▸ Work required
The answer must consist of every line from the entries that holds the word "shop".

Saved data entries:
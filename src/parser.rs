use thiserror::Error;
use tracing::trace;

use crate::{
    ast::{
        NodeId, NodeKind, Position, Token, TokenKind, Tree,
        node::TreeBuilder,
    },
    lexer::{LexError, Lexer},
    value::is_known_function,
};

#[derive(Debug, Clone, PartialEq, Eq, Error)]
pub enum ParseError {
    #[error(transparent)]
    Lex(#[from] LexError),

    #[error("expected {expected}, got {found} at {position}")]
    Unexpected {
        expected: String,
        found: String,
        position: Position,
    },

    #[error("unknown function '{name}' at {position}")]
    UnknownFunction { name: String, position: Position },
}

impl ParseError {
    pub fn position(&self) -> Position {
        match self {
            ParseError::Lex(e) => e.position(),
            ParseError::Unexpected { position, .. }
            | ParseError::UnknownFunction { position, .. } => *position,
        }
    }
}

/// Lexes and parses `source` into a syntax tree.
pub fn parse(source: &str) -> Result<Tree, ParseError> {
    let tokens = Lexer::new(source).tokenize()?;
    Parser::new(tokens).parse()
}

/// Recursive-descent parser over a token vector.
///
/// Comment tokens never reach the grammar functions: they are turned into
/// `Comment` nodes as they are skipped and attached to the next node that
/// can own them.
pub struct Parser {
    tokens: Vec<Token>,
    cursor: usize,
    builder: TreeBuilder,
    pending_comments: Vec<NodeId>,
}

impl Parser {
    pub fn new(mut tokens: Vec<Token>) -> Self {
        if tokens.last().is_none_or(|t| t.kind != TokenKind::Eof) {
            let position = tokens.last().map(|t| t.position).unwrap_or_default();
            tokens.push(Token::new(TokenKind::Eof, "", position));
        }
        let mut parser = Parser {
            tokens,
            cursor: 0,
            builder: TreeBuilder::default(),
            pending_comments: Vec::new(),
        };
        parser.skip_comments();
        parser
    }

    fn current(&self) -> &Token {
        &self.tokens[self.cursor]
    }

    /// Kind of the first non-comment token after the current one.
    fn peek_kind(&self) -> TokenKind {
        self.tokens[self.cursor + 1..]
            .iter()
            .map(|t| t.kind)
            .find(|kind| *kind != TokenKind::Comment)
            .unwrap_or(TokenKind::Eof)
    }

    fn check(&self, kind: TokenKind) -> bool {
        self.current().kind == kind
    }

    fn skip_comments(&mut self) {
        while let Some(token) = self.tokens.get(self.cursor) {
            if token.kind != TokenKind::Comment {
                break;
            }
            let id = self.builder.push(
                NodeKind::Comment,
                token.position,
                Some(token.literal.clone()),
            );
            self.pending_comments.push(id);
            self.cursor += 1;
        }
    }

    fn next(&mut self) -> Token {
        let token = self.current().clone();
        if token.kind != TokenKind::Eof {
            self.cursor += 1;
            self.skip_comments();
        }
        token
    }

    fn take_comments(&mut self, parent: NodeId) {
        for id in std::mem::take(&mut self.pending_comments) {
            self.builder.attach(parent, id);
        }
    }

    fn unexpected(&self, expected: impl Into<String>) -> ParseError {
        let found = self.current();
        ParseError::Unexpected {
            expected: expected.into(),
            found: found.describe(),
            position: found.position,
        }
    }

    fn expect_as(
        &mut self,
        parent: NodeId,
        kind: TokenKind,
        node_kind: NodeKind,
    ) -> Result<Token, ParseError> {
        if !self.check(kind) {
            return Err(self.unexpected(kind.describe()));
        }
        let token = self.next();
        let leaf = self
            .builder
            .push(node_kind, token.position, Some(token.literal.clone()));
        self.builder.attach(parent, leaf);
        Ok(token)
    }

    fn expect(&mut self, parent: NodeId, kind: TokenKind) -> Result<Token, ParseError> {
        let node_kind = match kind {
            TokenKind::Let | TokenKind::In => NodeKind::Keyword,
            TokenKind::String => NodeKind::String,
            TokenKind::Number => NodeKind::Number,
            TokenKind::Bool => NodeKind::Bool,
            TokenKind::Null => NodeKind::Null,
            TokenKind::Identifier => NodeKind::Identifier,
            _ => NodeKind::Punctuation,
        };
        self.expect_as(parent, kind, node_kind)
    }

    fn open(&mut self, parent: Option<NodeId>, kind: NodeKind) -> NodeId {
        let id = self.builder.push(kind, self.current().position, None);
        if let Some(parent) = parent {
            self.builder.attach(parent, id);
        }
        id
    }

    /// File := Let In EOF
    pub fn parse(mut self) -> Result<Tree, ParseError> {
        let file = self.open(None, NodeKind::File);
        self.take_comments(file);

        self.parse_let(file)?;
        self.parse_in(file)?;

        if !self.check(TokenKind::Eof) {
            return Err(self.unexpected(TokenKind::Eof.describe()));
        }
        self.take_comments(file);

        let tree = self.builder.finish(file);
        trace!(nodes = tree.len(), "parsed build script");
        Ok(tree)
    }

    /// Let := 'let' ':' Binding*
    fn parse_let(&mut self, file: NodeId) -> Result<(), ParseError> {
        let node = self.open(Some(file), NodeKind::Let);
        self.expect(node, TokenKind::Let)?;
        self.expect(node, TokenKind::Colon)?;

        while self.check(TokenKind::Identifier) || self.check(TokenKind::String) {
            self.parse_assignment(node, NodeKind::Binding)?;
        }
        Ok(())
    }

    /// In := 'in' ':' (Identifier | Application)
    fn parse_in(&mut self, file: NodeId) -> Result<(), ParseError> {
        let node = self.open(Some(file), NodeKind::In);
        self.take_comments(node);
        self.expect(node, TokenKind::In)?;
        self.expect(node, TokenKind::Colon)?;

        if !self.check(TokenKind::Identifier) {
            return Err(self.unexpected("identifier or function call"));
        }
        // One extra token of lookahead separates `name` from `name(`
        if self.peek_kind() == TokenKind::LParen {
            self.parse_application(node)
        } else {
            self.expect(node, TokenKind::Identifier).map(|_| ())
        }
    }

    /// Binding/Argument := (Identifier | String) '=' Value
    ///
    /// The quoted form carries keys that are not identifiers, such as
    /// `"build-flags"` or `"in"`.
    fn parse_assignment(&mut self, parent: NodeId, kind: NodeKind) -> Result<(), ParseError> {
        let node = self.open(Some(parent), kind);
        self.take_comments(node);
        match self.current().kind {
            key @ (TokenKind::Identifier | TokenKind::String) => {
                self.expect(node, key)?;
            }
            _ => return Err(self.unexpected(TokenKind::Identifier.describe())),
        }
        self.expect(node, TokenKind::Equals)?;
        self.parse_value(node)
    }

    /// Value := Application | List | String | Number | Bool | Identifier | Null | Object
    fn parse_value(&mut self, parent: NodeId) -> Result<(), ParseError> {
        match self.current().kind {
            TokenKind::Identifier if self.peek_kind() == TokenKind::LParen => {
                self.parse_application(parent)
            }
            TokenKind::LBracket => self.parse_list(parent),
            TokenKind::LBrace => self.parse_object(parent),
            kind @ (TokenKind::Identifier
            | TokenKind::String
            | TokenKind::Number
            | TokenKind::Bool
            | TokenKind::Null) => self.expect(parent, kind).map(|_| ()),
            _ => Err(self.unexpected("value")),
        }
    }

    /// Application := FuncName '(' (Argument (',' Argument)* ','?)? ')'
    fn parse_application(&mut self, parent: NodeId) -> Result<(), ParseError> {
        let name = self.current();
        if !is_known_function(&name.literal) {
            return Err(ParseError::UnknownFunction {
                name: name.literal.clone(),
                position: name.position,
            });
        }

        let node = self.open(Some(parent), NodeKind::FuncCall);
        self.expect_as(node, TokenKind::Identifier, NodeKind::FuncName)?;
        self.expect(node, TokenKind::LParen)?;

        while !self.check(TokenKind::RParen) {
            self.parse_assignment(node, NodeKind::Argument)?;
            if self.check(TokenKind::Comma) {
                self.expect(node, TokenKind::Comma)?;
            } else {
                break;
            }
        }

        self.take_comments(node);
        self.expect(node, TokenKind::RParen)?;
        Ok(())
    }

    /// List := '[' (Value (',' Value)* ','?)? ']'
    fn parse_list(&mut self, parent: NodeId) -> Result<(), ParseError> {
        let node = self.open(Some(parent), NodeKind::List);
        self.expect(node, TokenKind::LBracket)?;

        while !self.check(TokenKind::RBracket) {
            let element = self.open(Some(node), NodeKind::ListElement);
            self.take_comments(element);
            self.parse_value(element)?;
            if self.check(TokenKind::Comma) {
                self.expect(node, TokenKind::Comma)?;
            } else {
                break;
            }
        }

        self.take_comments(node);
        self.expect(node, TokenKind::RBracket)?;
        Ok(())
    }

    /// Object := '{' (Binding (',' Binding)* ','?)? '}'
    fn parse_object(&mut self, parent: NodeId) -> Result<(), ParseError> {
        let node = self.open(Some(parent), NodeKind::Object);
        self.expect(node, TokenKind::LBrace)?;

        while !self.check(TokenKind::RBrace) {
            self.parse_assignment(node, NodeKind::Assignment)?;
            if self.check(TokenKind::Comma) {
                self.expect(node, TokenKind::Comma)?;
            } else {
                break;
            }
        }

        self.take_comments(node);
        self.expect(node, TokenKind::RBrace)?;
        Ok(())
    }
}
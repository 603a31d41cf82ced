//! MunshiJi advisory engine for Bazarify.
//!
//! Answers shop owners' Bangla business questions by grounding a language
//! model in the shop's real records. A request flows through five stages:
//! context building ([`context`]), tool planning ([`registry`]), concurrent
//! tool execution, unified response composition ([`composer`]), and
//! structured action extraction ([`actions`]). The [`service::MunshiJi`]
//! orchestrator ties the stages together over pluggable [`store`] and
//! [`gateway`] backends.

#![cfg_attr(not(test), forbid(unsafe_code))]

pub mod actions;
pub mod composer;
pub mod config;
pub mod context;
pub mod error;
pub mod gateway;
pub mod prompts;
pub mod registry;
pub mod service;
pub mod store;

pub use actions::{Action, ActionDetail, Urgency};
pub use config::{AdvisorConfig, ConfigError};
pub use context::BusinessContext;
pub use error::AdvisorError;
pub use gateway::{ChatMessage, CompletionGateway, CompletionOptions, GatewayError, OpenRouterClient};
pub use registry::{
    PriorityLabel, RankedTool, RegistryError, Tool, ToolExecutor, ToolParams, ToolRegistry,
    standard_registry,
};
pub use service::{ActionPlan, AdviceResponse, BusinessHealth, MunshiJi, business_health};
pub use store::{InMemoryStore, RecordStore, StoreError};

▸ Output for this task
//! Answers shop owners' Bangla business questions by grounding a language
//! model in the shop's real records. A request flows through five stages:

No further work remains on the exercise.